- Brief
The entire listing below should be output exactly as it stands.

- Exercise materials
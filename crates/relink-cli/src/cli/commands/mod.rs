//! CLI command handlers, one per file.

mod check;
mod list;
mod probe;
mod rewrite;

pub use check::run_check;
pub use list::run_list;
pub use probe::run_probe;
pub use rewrite::run_rewrite;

- Task response
filename crates/relink-cli/src/cli/commands/mod.rs
//! CLI command handlers, one per file.

mod check;
mod list;
mod probe;
mod rewrite;

pub use check::run_check;
pub use list::run_list;
pub use probe::run_probe;
pub use rewrite::run_rewrite;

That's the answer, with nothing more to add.